Let us take a realistic assessment of the state of affairs in the three branches and a close look at the whole government machinery as it is today.
But first let us see what is common to the three.
The executive, legislative and judicial arms of our government today are all ridden with graft and corruption, inept and desultory in delivering public services, and completely under the control of the rich and powerful elite.
Today, to get what you want in any transaction with any government agency, what is required are not supporting papers but the crisp 500- or 1000-peso bills. No one gets anything for free.
Since all the high public officials consider their positions as sources of livelihood, they cooperate with each other in looting the national treasury. While they snap at each other at times, the high officials of the three observe filial courtesies and protection for each other to put up a façade of honesty.

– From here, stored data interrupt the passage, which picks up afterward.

impl ClassificationStore {
    /// Open the database file, creating its directory, schema and seed rows if
    /// the file does not exist yet. An existing file is trusted as-is.
    pub fn open(config: &StoreConfig) -> Result<Self> {
        if ensure_db_dir(&config.path)? {
            tracing::info!("Created database directory for {}", config.path.display());
        }

        let existed = config.path.exists();
        let mut conn = Connection::open(&config.path)?;
        conn.execute_batch("PRAGMA foreign_keys = ON;")?;

        if existed {
            tracing::info!("Opened classification store {}", config.path.display());
        } else {
            tracing::info!("Creating classification store {}", config.path.display());
            if let Err(e) = initialize_schema(&mut conn, &config.seed_models) {
                // Leave no empty file behind, or the next open would trust it
                drop(conn);
                if let Err(rm) = std::fs::remove_file(&config.path) {
                    tracing::warn!("Could not remove {}: {}", config.path.display(), rm);
                }
                return Err(e);
            }
        }

        Ok(Self {
            conn: Mutex::new(Some(conn)),
            path: Some(config.path.clone()),
        })
    }

    /// Open a fresh in-memory database (for testing)
    pub fn open_in_memory(seed_models: &[String]) -> Result<Self> {
        let mut conn = Connection::open_in_memory()?;
        conn.execute_batch("PRAGMA foreign_keys = ON;")?;
        initialize_schema(&mut conn, seed_models)?;
        Ok(Self {
            conn: Mutex::new(Some(conn)),
            path: None,
        })
    }

    pub fn path(&self) -> Option<&Path> {
        self.path.as_deref()
    }

    fn with_conn<T>(&self, f: impl FnOnce(&mut Connection) -> Result<T>) -> Result<T> {
        let mut guard = self.conn.lock().map_err(|_| Error::LockPoisoned)?;
        let conn = guard.as_mut().ok_or(Error::StoreClosed)?;
        f(conn)
    }

    // ========== Lookups ==========

    /// Surrogate id of a model name, `None` if the name was never seeded
    pub fn resolve_model_id(&self, model_name: &str) -> Result<Option<i64>> {
        self.with_conn(|conn| resolve_model_id(conn, model_name))
    }

    /// Get the raw persisted row, surrogate keys included
    pub fn get_entry(&self, id: i64) -> Result<Option<HistoryEntry>> {
        self.with_conn(|conn| {
            conn.query_row(
                "SELECT id, input_text, model_id, ai_probability, result_id, created_at FROM history WHERE id = ?1",
                [id],
                |row| {
                    Ok(HistoryEntry {
                        id: row.get(0)?,
                        input_text: row.get(1)?,
                        model_id: row.get(2)?,
                        ai_probability: row.get(3)?,
                        result_id: row.get(4)?,
                        created_at: row.get(5)?,
                    })
                },
            )
            .optional()
            .map_err(Into::into)
        })
    }

    // ========== History Operations ==========

    /// Append one classification and return its id.
    ///
    /// An unknown `model_name` is stored with a NULL model reference so the
    /// audit row is never lost.
    pub fn insert(&self, text: &str, model_name: &str, ai_probability: f64, label: Label) -> Result<i64> {
        self.with_conn(|conn| {
            let tx = conn.transaction()?;
            let model_id = resolve_model_id(&tx, model_name)?;
            if model_id.is_none() {
                tracing::warn!("Model {:?} is not registered; logging with no model reference", model_name);
            }
            let created_at = chrono::Local::now().format(TIMESTAMP_FORMAT).to_string();

            tx.execute(
                r#"
                INSERT INTO history (input_text, model_id, ai_probability, result_id, created_at)
                VALUES (?1, ?2, ?3, ?4, ?5)
                "#,
                params![text, model_id, ai_probability, label.id(), created_at],
            )?;
            let id = tx.last_insert_rowid();
            tx.commit()?;

            tracing::debug!(id, model = model_name, %label, "Logged classification");
            Ok(id)
        })
    }

    /// All resolvable entries, newest first
    pub fn list(&self) -> Result<Vec<HistoryRow>> {
        self.query_rows(None)
    }

    /// The `limit` newest resolvable entries
    pub fn list_recent(&self, limit: usize) -> Result<Vec<HistoryRow>> {
        self.query_rows(Some(limit))
    }

    fn query_rows(&self, limit: Option<usize>) -> Result<Vec<HistoryRow>> {
        self.with_conn(|conn| {
            let mut stmt = conn.prepare(
                r#"
                SELECT h.id, h.created_at, m.model_name, r.label_name, h.ai_probability, h.input_text
                FROM history h
                JOIN models m ON h.model_id = m.id
                JOIN results r ON h.result_id = r.id
                ORDER BY h.id DESC
                LIMIT ?1
                "#,
            )?;
            // SQLite treats a negative LIMIT as unbounded
            let limit = limit.map(|l| l as i64).unwrap_or(-1);

            let rows = stmt
                .query_map([limit], row_to_history)?
                .collect::<rusqlite::Result<Vec<_>>>()?;
            Ok(rows)
        })
    }

    /// Delete one entry. Returns false if no row had that id.
    pub fn delete(&self, id: i64) -> Result<bool> {
        self.with_conn(|conn| {
            let removed = conn.execute("DELETE FROM history WHERE id = ?1", [id])?;
            Ok(removed > 0)
        })
    }

    /// Delete several entries in one transaction. Returns how many were removed.
    pub fn delete_many(&self, ids: &[i64]) -> Result<usize> {
        self.with_conn(|conn| {
            let tx = conn.transaction()?;
            let mut removed = 0;
            {
                let mut stmt = tx.prepare("DELETE FROM history WHERE id = ?1")?;
                for id in ids {
                    removed += stmt.execute([id])?;
                }
            }
            tx.commit()?;
            Ok(removed)
        })
    }

    // ========== Statistics ==========

    fn count(&self, table: &str) -> Result<usize> {
        self.with_conn(|conn| {
            let count: i64 = conn.query_row(&format!("SELECT COUNT(*) FROM {}", table), [], |row| row.get(0))?;
            Ok(count as usize)
        })
    }

    pub fn count_history(&self) -> Result<usize> {
        self.count("history")
    }

    pub fn count_models(&self) -> Result<usize> {
        self.count("models")
    }

    pub fn count_labels(&self) -> Result<usize> {
        self.count("results")
    }

    /// Get database statistics
    pub fn stats(&self) -> Result<StoreStats> {
        let (human, ai) = self.with_conn(|conn| {
            let mut stmt = conn.prepare("SELECT result_id, COUNT(*) FROM history GROUP BY result_id")?;
            let mut human = 0;
            let mut ai = 0;
            let counts = stmt.query_map([], |row| Ok((row.get::<_, Option<i64>>(0)?, row.get::<_, i64>(1)?)))?;
            for entry in counts {
                let (result_id, count) = entry?;
                match result_id.and_then(Label::from_id) {
                    Some(Label::Human) => human += count as usize,
                    Some(Label::Ai) => ai += count as usize,
                    None => {}
                }
            }
            Ok((human, ai))
        })?;

        Ok(StoreStats {
            models: self.count_models()?,
            labels: self.count_labels()?,
            entries: self.count_history()?,
            human,
            ai,
        })
    }

    /// Release the connection. Every later call fails with `StoreClosed`.
    pub fn close(&self) -> Result<()> {
        let mut guard = self.conn.lock().map_err(|_| Error::LockPoisoned)?;
        if let Some(conn) = guard.take() {
            conn.close().map_err(|(_, e)| Error::Storage(e))?;
            tracing::debug!("Classification store closed");
        }
        Ok(())
    }
}
pub mod icons;
pub mod output;
pub mod progress;
pub mod table;
pub mod theme;

pub use icons::Icons;
pub use output::{banner, dim, error, info, muted, percent, section, success, summary_row, warn};
pub use progress::Spinner;
pub use table::{TableBuilder, history_table, models_table, stats_table};
pub use theme::{Theme, theme};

Let us start at the judicial branch.
It is the most inefficient among the three. Thousands of cases remain unresolved. The dockets of all branches of the judiciary are overloaded with criminal and civil cases.
Thousands have been victims of injustices by judges and justices who rendered decisions in favor of their kin, friends, and political patrons or in exchange for favors—in cash or in kind.
The saddest and most helpless victims of injustice are the poor and disadvantaged litigants. They are convicted , even if innocent, because they could not afford to pay the services of a lawyer or even post bail. In civil cases, those who have more money for the judge or justice get the favorable ruling.
The prosecution arm and prison administration bureaus are as susceptible to bribery and pressure from the rich and powerful. Prisoners are treated according to their “means.” Only the poor and penniless suffer long prison terms. The moneyed convicts are housed in luxurious quarters, allowed to run their business from inside, and to enjoy privileges, including sexual ones.
The legal profession may have become less attractive, but it remains lucrative.
Congress is no longer the policy-making body of the government since most of its members serve their own and not the interest of their constituents.
The 12 new senators added neither prestige nor brilliance to the holdover solons. Some of them were recycled, others were products of pure media hype, still others were helped tremendously by the president and one or two do not deserve to be there for lack of credentials and stature in the national scene.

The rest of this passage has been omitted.